___ Source data ___

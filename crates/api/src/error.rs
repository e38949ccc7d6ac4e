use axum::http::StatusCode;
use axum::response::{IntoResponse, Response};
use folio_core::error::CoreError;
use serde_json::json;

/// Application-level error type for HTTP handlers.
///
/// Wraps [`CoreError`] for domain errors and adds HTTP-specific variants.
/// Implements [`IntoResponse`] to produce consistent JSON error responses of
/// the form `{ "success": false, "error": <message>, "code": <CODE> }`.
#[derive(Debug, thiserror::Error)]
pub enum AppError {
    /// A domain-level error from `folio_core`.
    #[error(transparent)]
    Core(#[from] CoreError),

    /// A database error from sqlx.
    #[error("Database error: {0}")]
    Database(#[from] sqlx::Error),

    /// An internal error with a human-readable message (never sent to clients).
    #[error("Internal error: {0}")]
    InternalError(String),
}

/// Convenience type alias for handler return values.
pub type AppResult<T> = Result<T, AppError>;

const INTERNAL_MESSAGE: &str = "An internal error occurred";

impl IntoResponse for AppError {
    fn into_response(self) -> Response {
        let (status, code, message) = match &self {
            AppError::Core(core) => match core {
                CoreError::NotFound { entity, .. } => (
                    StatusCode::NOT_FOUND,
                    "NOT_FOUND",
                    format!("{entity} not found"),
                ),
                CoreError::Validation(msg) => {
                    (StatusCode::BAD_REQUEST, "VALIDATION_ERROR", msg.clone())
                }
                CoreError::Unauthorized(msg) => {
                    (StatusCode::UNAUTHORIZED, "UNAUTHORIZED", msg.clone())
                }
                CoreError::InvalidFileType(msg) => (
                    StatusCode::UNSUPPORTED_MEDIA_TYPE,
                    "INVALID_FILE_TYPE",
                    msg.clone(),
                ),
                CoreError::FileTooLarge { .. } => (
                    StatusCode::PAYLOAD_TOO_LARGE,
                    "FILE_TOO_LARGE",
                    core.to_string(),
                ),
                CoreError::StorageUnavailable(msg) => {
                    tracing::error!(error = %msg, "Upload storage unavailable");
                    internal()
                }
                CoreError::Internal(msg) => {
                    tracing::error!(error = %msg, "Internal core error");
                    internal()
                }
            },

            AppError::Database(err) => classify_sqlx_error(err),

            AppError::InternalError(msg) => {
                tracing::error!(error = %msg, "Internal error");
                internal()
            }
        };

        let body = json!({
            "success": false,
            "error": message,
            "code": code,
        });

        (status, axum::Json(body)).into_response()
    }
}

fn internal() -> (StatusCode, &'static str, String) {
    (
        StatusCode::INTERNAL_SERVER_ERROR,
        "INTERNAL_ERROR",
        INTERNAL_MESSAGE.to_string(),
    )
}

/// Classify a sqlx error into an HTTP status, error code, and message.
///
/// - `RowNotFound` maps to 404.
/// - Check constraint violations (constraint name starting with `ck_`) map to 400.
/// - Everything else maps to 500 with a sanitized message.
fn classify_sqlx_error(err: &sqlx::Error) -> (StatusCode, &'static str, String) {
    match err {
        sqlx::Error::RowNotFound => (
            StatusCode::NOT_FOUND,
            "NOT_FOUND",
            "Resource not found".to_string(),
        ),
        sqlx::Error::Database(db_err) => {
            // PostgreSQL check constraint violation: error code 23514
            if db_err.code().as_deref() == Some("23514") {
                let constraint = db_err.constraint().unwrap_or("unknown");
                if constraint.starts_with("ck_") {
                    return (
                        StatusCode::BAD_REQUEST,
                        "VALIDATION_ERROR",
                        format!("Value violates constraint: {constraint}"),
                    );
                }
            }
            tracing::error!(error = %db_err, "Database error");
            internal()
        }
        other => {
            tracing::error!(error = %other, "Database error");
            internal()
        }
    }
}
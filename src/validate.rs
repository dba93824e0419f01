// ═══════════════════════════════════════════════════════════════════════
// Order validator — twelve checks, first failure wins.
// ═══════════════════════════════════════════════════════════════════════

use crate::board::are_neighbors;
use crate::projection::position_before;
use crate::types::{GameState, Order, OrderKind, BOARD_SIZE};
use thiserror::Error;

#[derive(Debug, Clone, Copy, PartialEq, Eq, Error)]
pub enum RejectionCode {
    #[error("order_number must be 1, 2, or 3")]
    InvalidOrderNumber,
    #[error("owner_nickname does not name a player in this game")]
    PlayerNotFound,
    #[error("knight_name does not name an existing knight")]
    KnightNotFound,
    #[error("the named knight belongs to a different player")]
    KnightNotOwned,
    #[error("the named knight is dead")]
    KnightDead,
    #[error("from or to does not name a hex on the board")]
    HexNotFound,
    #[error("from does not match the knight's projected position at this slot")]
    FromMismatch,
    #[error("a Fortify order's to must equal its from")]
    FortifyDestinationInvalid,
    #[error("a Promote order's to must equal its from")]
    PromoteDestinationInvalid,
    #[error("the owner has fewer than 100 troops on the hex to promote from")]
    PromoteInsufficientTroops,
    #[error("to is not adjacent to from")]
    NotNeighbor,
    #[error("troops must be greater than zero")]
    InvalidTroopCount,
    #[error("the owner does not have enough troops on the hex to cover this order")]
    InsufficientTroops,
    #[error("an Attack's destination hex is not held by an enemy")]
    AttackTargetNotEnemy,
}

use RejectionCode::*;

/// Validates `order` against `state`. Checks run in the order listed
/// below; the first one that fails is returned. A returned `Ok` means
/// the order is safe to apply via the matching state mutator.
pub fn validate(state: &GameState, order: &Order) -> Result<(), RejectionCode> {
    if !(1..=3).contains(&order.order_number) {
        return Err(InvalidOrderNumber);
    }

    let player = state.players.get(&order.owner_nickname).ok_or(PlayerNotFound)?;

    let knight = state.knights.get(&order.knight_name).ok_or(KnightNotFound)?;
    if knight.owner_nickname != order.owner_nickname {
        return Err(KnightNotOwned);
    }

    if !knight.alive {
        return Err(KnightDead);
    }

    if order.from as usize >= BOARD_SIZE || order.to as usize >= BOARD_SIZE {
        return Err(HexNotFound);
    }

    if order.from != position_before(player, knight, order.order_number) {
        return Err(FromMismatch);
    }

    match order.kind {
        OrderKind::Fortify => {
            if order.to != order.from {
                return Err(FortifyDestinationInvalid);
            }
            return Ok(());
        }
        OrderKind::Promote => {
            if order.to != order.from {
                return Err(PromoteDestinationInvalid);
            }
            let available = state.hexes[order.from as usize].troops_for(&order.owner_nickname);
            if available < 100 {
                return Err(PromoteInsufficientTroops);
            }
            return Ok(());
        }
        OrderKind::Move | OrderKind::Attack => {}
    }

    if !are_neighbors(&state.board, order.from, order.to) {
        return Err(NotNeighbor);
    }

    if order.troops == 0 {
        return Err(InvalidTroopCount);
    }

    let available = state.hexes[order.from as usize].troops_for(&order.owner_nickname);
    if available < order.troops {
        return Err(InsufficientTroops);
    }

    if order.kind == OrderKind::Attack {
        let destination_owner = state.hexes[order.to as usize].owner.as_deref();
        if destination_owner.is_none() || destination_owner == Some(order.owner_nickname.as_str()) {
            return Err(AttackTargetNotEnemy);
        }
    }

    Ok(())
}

___

Exact copies of every record above are required.

filename crates/api/src/error.rs
repository e38949ccc7d6ac4e
use axum::http::StatusCode;
use axum::response::{IntoResponse, Response};
use folio_core::error::CoreError;
use serde_json::json;

/// Application-level error type for HTTP handlers.
///
/// Wraps [`CoreError`] for domain errors and adds HTTP-specific variants.
/// Implements [`IntoResponse`] to produce consistent JSON error responses of
/// the form `{ "success": false, "error": <message>, "code": <CODE> }`.
#[derive(Debug, thiserror::Error)]
pub enum AppError {
    /// A domain-level error from `folio_core`.
    #[error(transparent)]
    Core(#[from] CoreError),

    /// A database error from sqlx.
    #[error("Database error: {0}")]
    Database(#[from] sqlx::Error),

    /// An internal error with a human-readable message (never sent to clients).
    #[error("Internal error: {0}")]
    InternalError(String),
}

/// Convenience type alias for handler return values.
pub type AppResult<T> = Result<T, AppError>;

const INTERNAL_MESSAGE: &str = "An internal error occurred";

impl IntoResponse for AppError {
    fn into_response(self) -> Response {
        let (status, code, message) = match &self {
            AppError::Core(core) => match core {
                CoreError::NotFound { entity, .. } => (
                    StatusCode::NOT_FOUND,
                    "NOT_FOUND",
                    format!("{entity} not found"),
                ),
                CoreError::Validation(msg) => {
                    (StatusCode::BAD_REQUEST, "VALIDATION_ERROR", msg.clone())
                }
                CoreError::Unauthorized(msg) => {
                    (StatusCode::UNAUTHORIZED, "UNAUTHORIZED", msg.clone())
                }
                CoreError::InvalidFileType(msg) => (
                    StatusCode::UNSUPPORTED_MEDIA_TYPE,
                    "INVALID_FILE_TYPE",
                    msg.clone(),
                ),
                CoreError::FileTooLarge { .. } => (
                    StatusCode::PAYLOAD_TOO_LARGE,
                    "FILE_TOO_LARGE",
                    core.to_string(),
                ),
                CoreError::StorageUnavailable(msg) => {
                    tracing::error!(error = %msg, "Upload storage unavailable");
                    internal()
                }
                CoreError::Internal(msg) => {
                    tracing::error!(error = %msg, "Internal core error");
                    internal()
                }
            },

            AppError::Database(err) => classify_sqlx_error(err),

            AppError::InternalError(msg) => {
                tracing::error!(error = %msg, "Internal error");
                internal()
            }
        };

        let body = json!({
            "success": false,
            "error": message,
            "code": code,
        });

        (status, axum::Json(body)).into_response()
    }
}

fn internal() -> (StatusCode, &'static str, String) {
    (
        StatusCode::INTERNAL_SERVER_ERROR,
        "INTERNAL_ERROR",
        INTERNAL_MESSAGE.to_string(),
    )
}

/// Classify a sqlx error into an HTTP status, error code, and message.
///
/// - `RowNotFound` maps to 404.
/// - Check constraint violations (constraint name starting with `ck_`) map to 400.
/// - Everything else maps to 500 with a sanitized message.
fn classify_sqlx_error(err: &sqlx::Error) -> (StatusCode, &'static str, String) {
    match err {
        sqlx::Error::RowNotFound => (
            StatusCode::NOT_FOUND,
            "NOT_FOUND",
            "Resource not found".to_string(),
        ),
        sqlx::Error::Database(db_err) => {
            // PostgreSQL check constraint violation: error code 23514
            if db_err.code().as_deref() == Some("23514") {
                let constraint = db_err.constraint().unwrap_or("unknown");
                if constraint.starts_with("ck_") {
                    return (
                        StatusCode::BAD_REQUEST,
                        "VALIDATION_ERROR",
                        format!("Value violates constraint: {constraint}"),
                    );
                }
            }
            tracing::error!(error = %db_err, "Database error");
            internal()
        }
        other => {
            tracing::error!(error = %other, "Database error");
            internal()
        }
    }
}
filename src/validate.rs
repository dba93824e0419f01
// ═══════════════════════════════════════════════════════════════════════
// Order validator — twelve checks, first failure wins.
// ═══════════════════════════════════════════════════════════════════════

use crate::board::are_neighbors;
use crate::projection::position_before;
use crate::types::{GameState, Order, OrderKind, BOARD_SIZE};
use thiserror::Error;

#[derive(Debug, Clone, Copy, PartialEq, Eq, Error)]
pub enum RejectionCode {
    #[error("order_number must be 1, 2, or 3")]
    InvalidOrderNumber,
    #[error("owner_nickname does not name a player in this game")]
    PlayerNotFound,
    #[error("knight_name does not name an existing knight")]
    KnightNotFound,
    #[error("the named knight belongs to a different player")]
    KnightNotOwned,
    #[error("the named knight is dead")]
    KnightDead,
    #[error("from or to does not name a hex on the board")]
    HexNotFound,
    #[error("from does not match the knight's projected position at this slot")]
    FromMismatch,
    #[error("a Fortify order's to must equal its from")]
    FortifyDestinationInvalid,
    #[error("a Promote order's to must equal its from")]
    PromoteDestinationInvalid,
    #[error("the owner has fewer than 100 troops on the hex to promote from")]
    PromoteInsufficientTroops,
    #[error("to is not adjacent to from")]
    NotNeighbor,
    #[error("troops must be greater than zero")]
    InvalidTroopCount,
    #[error("the owner does not have enough troops on the hex to cover this order")]
    InsufficientTroops,
    #[error("an Attack's destination hex is not held by an enemy")]
    AttackTargetNotEnemy,
}

use RejectionCode::*;

/// Validates `order` against `state`. Checks run in the order listed
/// below; the first one that fails is returned. A returned `Ok` means
/// the order is safe to apply via the matching state mutator.
pub fn validate(state: &GameState, order: &Order) -> Result<(), RejectionCode> {
    if !(1..=3).contains(&order.order_number) {
        return Err(InvalidOrderNumber);
    }

    let player = state.players.get(&order.owner_nickname).ok_or(PlayerNotFound)?;

    let knight = state.knights.get(&order.knight_name).ok_or(KnightNotFound)?;
    if knight.owner_nickname != order.owner_nickname {
        return Err(KnightNotOwned);
    }

    if !knight.alive {
        return Err(KnightDead);
    }

    if order.from as usize >= BOARD_SIZE || order.to as usize >= BOARD_SIZE {
        return Err(HexNotFound);
    }

    if order.from != position_before(player, knight, order.order_number) {
        return Err(FromMismatch);
    }

    match order.kind {
        OrderKind::Fortify => {
            if order.to != order.from {
                return Err(FortifyDestinationInvalid);
            }
            return Ok(());
        }
        OrderKind::Promote => {
            if order.to != order.from {
                return Err(PromoteDestinationInvalid);
            }
            let available = state.hexes[order.from as usize].troops_for(&order.owner_nickname);
            if available < 100 {
                return Err(PromoteInsufficientTroops);
            }
            return Ok(());
        }
        OrderKind::Move | OrderKind::Attack => {}
    }

    if !are_neighbors(&state.board, order.from, order.to) {
        return Err(NotNeighbor);
    }

    if order.troops == 0 {
        return Err(InvalidTroopCount);
    }

    let available = state.hexes[order.from as usize].troops_for(&order.owner_nickname);
    if available < order.troops {
        return Err(InsufficientTroops);
    }

    if order.kind == OrderKind::Attack {
        let destination_owner = state.hexes[order.to as usize].owner.as_deref();
        if destination_owner.is_none() || destination_owner == Some(order.owner_nickname.as_str()) {
            return Err(AttackTargetNotEnemy);
        }
    }

    Ok(())
}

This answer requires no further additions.